The Nature of the Inhibition of Camel Retina Acetylcholinesterase (EC 3.1.1.7) Activity by Tetrahydroaminoacridine

ABSTRACT

The nature of the inhibition of camel retina acetylcholinesterase (AChE) activity by tetrahydroaminoacridine (THA, tacrine) has been investigated in the present study. The non-significant change of the percent inhibition of AChE by THA with respect to various lengths of the preincubation period showed the type of the reversible inhibition.
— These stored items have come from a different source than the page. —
//! The 20-byte content address used for every object and ref.
use std::fmt;

use crate::num;

/// A git object hash: 20 raw bytes, rendered as 40 lowercase hex characters.
///
/// Both representations must round-trip: [`Hash::from_raw`] / [`Hash::raw`]
/// for the 20-byte form embedded in tree entries, [`Hash::from_hex`] /
/// the `Display` impl for the hex form used everywhere else.
#[derive(Clone, Copy, PartialEq, Eq, PartialOrd, Ord, Hash)]
pub struct Hash([u8; 20]);

impl Hash {
    /// Decodes a hash from its 40-character hex representation.
    pub fn from_hex(s: &str) -> Option<Hash> {
        let decoded = num::parse_hex(s.as_bytes())?;
        if decoded.len() != 20 {
            return None;
        }
        let mut raw = [0u8; 20];
        raw.copy_from_slice(&decoded);
        Some(Hash(raw))
    }

    /// Wraps 20 raw bytes (as embedded in a tree entry) as a `Hash`.
    pub fn from_raw(raw: [u8; 20]) -> Hash {
        Hash(raw)
    }

    /// The 20 raw bytes of this hash.
    pub fn raw(&self) -> &[u8; 20] {
        &self.0
    }

    /// The 40-character lowercase hex rendering of this hash.
    pub fn to_hex(&self) -> String {
        format!("{}", self)
    }
}

impl fmt::Display for Hash {
    fn fmt(&self, f: &mut fmt::Formatter) -> fmt::Result {
        for byte in &self.0 {
            write!(f, "{:02x}", byte)?;
        }
        Ok(())
    }
}

impl fmt::Debug for Hash {
    fn fmt(&self, f: &mut fmt::Formatter) -> fmt::Result {
        write!(f, "Hash({})", self)
    }
}

#[cfg(test)]
mod test {
    use super::Hash;

    #[test]
    fn hex_round_trips_through_raw() {
        let hex = "94546d68dc6002b85cc2d7df077c7c6bb080abb0";
        let hash = Hash::from_hex(hex).unwrap();
        assert_eq!(hash.to_hex(), hex);
        assert_eq!(Hash::from_raw(*hash.raw()), hash);
    }

    #[test]
    fn rejects_wrong_length() {
        assert!(Hash::from_hex("abcd").is_none());
        assert!(Hash::from_hex(&"ab".repeat(21)).is_none());
    }

    #[test]
    fn rejects_non_hex() {
        assert!(Hash::from_hex(&"zz".repeat(20)).is_none());
    }

    #[test]
    fn display_matches_from_hex_input() {
        assert_eq!(
            format!("{}", Hash(*b"abababababababababac")),
            "6162616261626162616261626162616261626163"
        );
    }
}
THA reversibly inhibited AChE activity in a concentration dependent manner; IC₅₀ was 0.23 μM while the IC₁₀₀ was 14.22 μM. The K_m for the hydrolysis of acetylthiocholine iodide was found to be 62.6 μM in the control system; a value increased in the THA treated systems. The V_max was 0.472 μmole/min/mg protein for the control system, while it decreased in the THA treated systems. Dixon, as well as Lineweaver-Burk, plots and their secondary replots indicated that the nature of the inhibition is of the linear mixed type, which is considered to be a partial competitive and pure non-competitive mixture. The values of K_i(slope) and K′_i(intercept) were estimated as 0.068 μM and 0.181 μM, respectively. The K′_i was greater than K_i indicating that THA has a greater affinity of binding for the peripheral site than the active site of the camel retina AChE. The use of camel retina as a good experimental animal model may open new avenues for studying acetylcholine and AChE metabolism.